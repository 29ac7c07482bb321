use std::io::Cursor;

use async_trait::async_trait;
use image::{GrayImage, ImageFormat};
use tracing::{debug, info, warn};

use crate::config::OcrConfig;
use crate::error::{Result, SlideSyncError};

use super::api::VisionClient;

/// Outcome of one extraction request.
#[derive(Debug, Clone, PartialEq, Eq)]
pub enum Extraction {
    /// Trimmed, non-empty text.
    Text(String),
    /// Nothing legible, or no backend to ask.
    Empty,
    /// The request itself failed. Contributes nothing, like `Empty`, but
    /// the caller backs off before its next request.
    Failed { reason: String },
}

impl Extraction {
    pub fn text(&self) -> Option<&str> {
        match self {
            Extraction::Text(text) => Some(text),
            _ => None,
        }
    }

    pub fn is_failure(&self) -> bool {
        matches!(self, Extraction::Failed { .. })
    }
}

/// Reads text out of one normalized image or chunk.
///
/// Implementations never error: every failure mode is folded into
/// [`Extraction`].
#[async_trait]
pub trait TextExtractor: Send + Sync {
    async fn extract(&self, image: &GrayImage) -> Extraction;

    fn is_available(&self) -> bool {
        true
    }
}

#[derive(Clone, Debug)]
pub enum OcrBackend {
    Api { client: VisionClient },
    Unavailable { reason: String },
}

/// Production extractor. The backend is fixed at construction for the
/// lifetime of the process.
#[derive(Clone, Debug)]
pub struct OcrProvider {
    backend: OcrBackend,
}

fn encode_png(image: &GrayImage) -> Result<Vec<u8>> {
    let mut output = Vec::new();
    image
        .write_to(&mut Cursor::new(&mut output), ImageFormat::Png)
        .map_err(|e| SlideSyncError::Processing(format!("Failed to encode chunk: {e}")))?;
    Ok(output)
}

impl OcrProvider {
    pub fn new(config: &OcrConfig) -> Self {
        if config.api_key.is_none() {
            let reason = "No OCR API key configured".to_string();
            warn!("{}", reason);
            return Self::unavailable(&reason);
        }

        match VisionClient::new(config) {
            Ok(client) => {
                info!(
                    provider = client.provider(),
                    model = client.model(),
                    "Vision OCR backend initialized"
                );
                Self {
                    backend: OcrBackend::Api { client },
                }
            }
            Err(e) => {
                let reason = format!("Vision OCR backend unavailable: {e}");
                warn!("{}", reason);
                Self::unavailable(&reason)
            }
        }
    }

    pub fn unavailable(reason: &str) -> Self {
        Self {
            backend: OcrBackend::Unavailable {
                reason: reason.to_string(),
            },
        }
    }

    pub fn backend(&self) -> &OcrBackend {
        &self.backend
    }

    pub fn is_available(&self) -> bool {
        !matches!(self.backend, OcrBackend::Unavailable { .. })
    }
}

#[async_trait]
impl TextExtractor for OcrProvider {
    async fn extract(&self, image: &GrayImage) -> Extraction {
        let client = match &self.backend {
            OcrBackend::Api { client } => client,
            OcrBackend::Unavailable { reason } => {
                debug!(reason = %reason, "Skipping extraction, OCR unavailable");
                return Extraction::Empty;
            }
        };

        if image.width() == 0 || image.height() == 0 {
            return Extraction::Empty;
        }

        let png = match encode_png(image) {
            Ok(png) => png,
            Err(e) => {
                warn!(error = %e, "Could not encode image for extraction");
                return Extraction::Failed {
                    reason: e.to_string(),
                };
            }
        };

        match client.ocr(&png).await {
            Ok(Some(text)) => Extraction::Text(text),
            Ok(None) => Extraction::Empty,
            Err(e) => {
                warn!(error = %e, "Vision OCR request failed");
                Extraction::Failed {
                    reason: e.to_string(),
                }
            }
        }
    }

    fn is_available(&self) -> bool {
        OcrProvider::is_available(self)
    }
}
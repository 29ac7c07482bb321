use base64::{engine::general_purpose::STANDARD, Engine};
use reqwest::Client;
use serde::{Deserialize, Serialize};
use std::time::Duration;

use crate::config::{default_base_url, parse_ocr_provider_model, OcrConfig};
use crate::error::{Result, SlideSyncError};

/// System instruction sent with every image.
pub const OCR_INSTRUCTION: &str =
    "Extract all visible text from this image. Return only the text, with no commentary.";

/// Client for an OpenAI-compatible chat-completions endpoint with vision input.
#[derive(Clone, Debug)]
pub struct VisionClient {
    client: Client,
    api_key: String,
    base_url: String,
    provider: String,
    model: String,
    max_tokens: u32,
}

#[derive(Debug, Serialize)]
struct ChatMessage {
    role: &'static str,
    content: MessageContent,
}

#[derive(Debug, Serialize)]
#[serde(untagged)]
enum MessageContent {
    Text(String),
    Parts(Vec<ContentPart>),
}

#[derive(Debug, Serialize)]
#[serde(tag = "type")]
enum ContentPart {
    #[serde(rename = "image_url")]
    ImageUrl { image_url: ImageUrl },
}

#[derive(Debug, Serialize)]
struct ImageUrl {
    url: String,
}

#[derive(Debug, Serialize)]
struct ChatRequest {
    model: String,
    messages: Vec<ChatMessage>,
    max_tokens: u32,
    temperature: f32,
}

#[derive(Debug, Deserialize)]
struct ChatResponse {
    #[serde(default)]
    choices: Vec<ChatChoice>,
}

#[derive(Debug, Deserialize)]
struct ChatChoice {
    message: ChatMessageResponse,
}

#[derive(Debug, Deserialize)]
struct ChatMessageResponse {
    #[serde(default)]
    content: Option<String>,
}

impl VisionClient {
    pub fn new(config: &OcrConfig) -> Result<Self> {
        let api_key = config
            .api_key
            .clone()
            .filter(|key| !key.trim().is_empty())
            .ok_or_else(|| SlideSyncError::Ocr("API key required for vision OCR".to_string()))?;

        let (provider, model) = parse_ocr_provider_model(&config.model);

        let base_url = match (&config.base_url, default_base_url(provider)) {
            (Some(url), _) => url.clone(),
            (None, Some(url)) => url.to_string(),
            (None, None) => {
                return Err(SlideSyncError::Ocr(format!(
                    "OCR_BASE_URL required for model '{}'",
                    config.model
                )))
            }
        };

        let mut builder = Client::builder();
        if let Some(secs) = config.timeout_secs {
            builder = builder.timeout(Duration::from_secs(secs));
        }
        let client = builder
            .build()
            .map_err(|e| SlideSyncError::Ocr(format!("Failed to create HTTP client: {e}")))?;

        Ok(Self {
            client,
            api_key,
            base_url: base_url.trim_end_matches('/').to_string(),
            provider: provider.to_lowercase(),
            model: model.to_string(),
            max_tokens: config.max_output_tokens,
        })
    }

    pub fn base_url(&self) -> &str {
        &self.base_url
    }

    pub fn provider(&self) -> &str {
        &self.provider
    }

    pub fn model(&self) -> &str {
        &self.model
    }

    /// Send one PNG-encoded image and return the model's text.
    ///
    /// `Ok(None)` means the endpoint answered without usable content.
    /// A single request is made; callers decide what a failure means.
    pub async fn ocr(&self, png_bytes: &[u8]) -> Result<Option<String>> {
        let data_url = format!("data:image/png;base64,{}", STANDARD.encode(png_bytes));

        let request = ChatRequest {
            model: self.model.clone(),
            messages: vec![
                ChatMessage {
                    role: "system",
                    content: MessageContent::Text(OCR_INSTRUCTION.to_string()),
                },
                ChatMessage {
                    role: "user",
                    content: MessageContent::Parts(vec![ContentPart::ImageUrl {
                        image_url: ImageUrl { url: data_url },
                    }]),
                },
            ],
            max_tokens: self.max_tokens,
            temperature: 0.0,
        };

        let resp = self
            .client
            .post(format!("{}/chat/completions", self.base_url))
            .header("Authorization", format!("Bearer {}", self.api_key))
            .header("Content-Type", "application/json")
            .json(&request)
            .send()
            .await
            .map_err(|e| SlideSyncError::Ocr(format!("Vision request failed: {e}")))?;

        let status = resp.status();
        if !status.is_success() {
            let body = resp.text().await.unwrap_or_default();
            return Err(SlideSyncError::Ocr(format!(
                "Vision request failed: {status} - {body}"
            )));
        }

        let chat_response: ChatResponse = resp
            .json()
            .await
            .map_err(|e| SlideSyncError::Ocr(format!("Failed to parse response: {e}")))?;

        Ok(chat_response
            .choices
            .into_iter()
            .next()
            .and_then(|choice| choice.message.content)
            .map(|text| text.trim().to_string())
            .filter(|text| !text.is_empty()))
    }
}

* [TASK DIRECTIONS]:
Repeat exactly the lines of the data from the first one through the line with "#[derive(Debug, Clone, PartialEq, Eq)]", both of them included.

* [RESPONSE]:
repository 29ac7c07482bb321
use std::io::Cursor;

use async_trait::async_trait;
use image::{GrayImage, ImageFormat};
use tracing::{debug, info, warn};

use crate::config::OcrConfig;
use crate::error::{Result, SlideSyncError};

use super::api::VisionClient;

/// Outcome of one extraction request.
#[derive(Debug, Clone, PartialEq, Eq)]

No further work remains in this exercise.